The Singapore Purchasing Managers' Index (PMI) declined 3.3 points to 45.4 in March, said the Singapore Institute of Purchasing and Materials Management (SIPMM). It was the second contraction in a row and the lowest reading since February 2009 when the index was at 45 points, SIPMM said in a statement on Friday (April 3).

The electronics sector PMI fell 3.5 points from February to 44.1, which was also the lowest reading since February 2009 and the second month of contraction. The electronic factory output index slipped to 40.9, its lowest point since December 2008.

The Singapore PMI report comes after advance GDP growth estimates show that the economy may have shrunk 2.2 per cent year on year in the first three months of 2020 - the biggest contraction since 2009.

The first quarter slide in growth prompted the Ministry of Trade and Industry to cut its full-year GDP growth forecast to -4.0 to -1.0 per cent, from an earlier downgraded estimate of -0.5 to 1.5 per cent.

Ms Sophia Poh, SIPMM's vice-president for industry engagement & development, said: "The Covid-19 pandemic has greatly impacted the manufacturing sector as companies struggle to contain financial losses from sharp revenue reductions."

The March PMI data for both overall manufacturing and electronics showed faster contractions for key indicators including new orders, new exports, factory output, employment, and supplier deliveries, SIPMM said.

The indexes of finished goods, imports, input prices and order backlog, also shrank.

United Overseas Bank's estimates showed the declines in new exports and employment indexes in March were significant when compared to their three-year averages.

"We are particularly surprised and concerned at the rate of falls especially in Singapore's export and employment indexes," said UOB economist Barnabas Gan.

 
 

The data is disconcerting given that Singapore's growth prospects are highly reliant on trade, he said.

According to Mr Gan's estimates,total trade accounted for 201 per cent of GDP in 2019 and was the second-largest globally, just behind Hong Kong at 293 per cent.

Singapore PMI is in line with reports from around the region this week showing almost all purchasing managers indexes falling further below 50, the dividing line between contraction and expansion, according to data released by IHS Markit on April 1.
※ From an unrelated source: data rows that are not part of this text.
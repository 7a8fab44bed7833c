//! Tool registry, argument helpers, and the runtime that dispatches tool calls.
//!
//! ```rust
//! use std::sync::Arc;
//!
//! use gprovider::{ParameterKind, ToolDefinition};
//! use gtooling::{DefaultToolRuntime, ToolRegistry, parse_json_object, required_f64};
//!
//! let mut registry = ToolRegistry::new();
//! registry
//!     .register_sync_fn(
//!         ToolDefinition::new("double", "Doubles a number").param(
//!             "value",
//!             ParameterKind::Number,
//!             "Number to double",
//!         ),
//!         |args, _ctx| {
//!             let args = parse_json_object(&args)?;
//!             Ok((required_f64(&args, "value")? * 2.0).to_string())
//!         },
//!     )
//!     .expect("unique name");
//!
//! let _runtime = DefaultToolRuntime::new(Arc::new(registry));
//! ```

mod args;
mod error;
mod hooks;
mod registry;
mod runtime;
mod tool;
mod types;

pub mod prelude {
    pub use crate::{
        DefaultToolRuntime, Tool, ToolError, ToolErrorKind, ToolExecutionContext,
        ToolExecutionResult, ToolFuture, ToolRegistry, ToolRuntime, ToolRuntimeHooks,
    };
}

pub use args::{parse_json_object, parse_json_value, required_f64, required_i64, required_string};
pub use error::{ToolError, ToolErrorKind};
pub use hooks::{CompositeToolRuntimeHooks, NoopToolRuntimeHooks, ToolRuntimeHooks};
pub use registry::ToolRegistry;
pub use runtime::{DefaultToolRuntime, ToolRuntime};
pub use tool::{FunctionTool, Tool, ToolFuture};
pub use types::{ToolExecutionContext, ToolExecutionResult};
The Jibun Bank Japan index dropped to 44.8 and South Korea's PMI fell to 44.2, their worst readings since the global financial crisis, according to IHS Markit.

A trough has been reached in China as the Caixin Media and IHS Markit PMI rose to 50.1 in March from 40.3 a month earlier. However, economists caution this was inevitable as people went back to work after an unprecedented shutdown and that a better reading doesn't yet signal a firm rebound.

Mr Irvin Seah, economist at DBS Bank, said: "The drop in Singapore doesn't come as a surprise given the drastic declines in regional PMIs."

"The biggest worry is the decline in the employment index. It could well suggest possible trimming of headcounts ahead," he said.

Mr Seah was however hopeful that the government's Resilience Package announced last month will help mitigate the fallout on employment.

Singapore announced a supplementary budget of about S$48 billion last month, in addition to the S$6.4 billion stimulus package unveiled in the Budget 2020 to cushion the economic fallout.

 
 
 
 

Governments across the world are forking out billions of dollars to keep businesses afloat and protect jobs, while being forced to impose countrywide lockdowns and restrictions on movements and gatherings to contain the spread of the coronavirus, thus further stifling economic growth.

Ms Selena Ling, head of treasury research and strategy at OCBC Bank, said the anemic PMI readings clearly bear the scars from the Covid-19 pandemic that has disrupted global supply chains and, more importantly, hit global order books hard.

"It is unlikely there will be much respite in the coming months - in fact, given increasing domestic social distancing measures and rapidly rising global Covid-19 infections and fatalities, with the epicentres shifting to US and Europe, the domestic PMIs may continue to slide near-term." Ms Ling said.

"We may start to see manufacturing job losses pick up as well, if the overall economic conditions remain dire and manufacturers ramp up cost cutting measures," she added.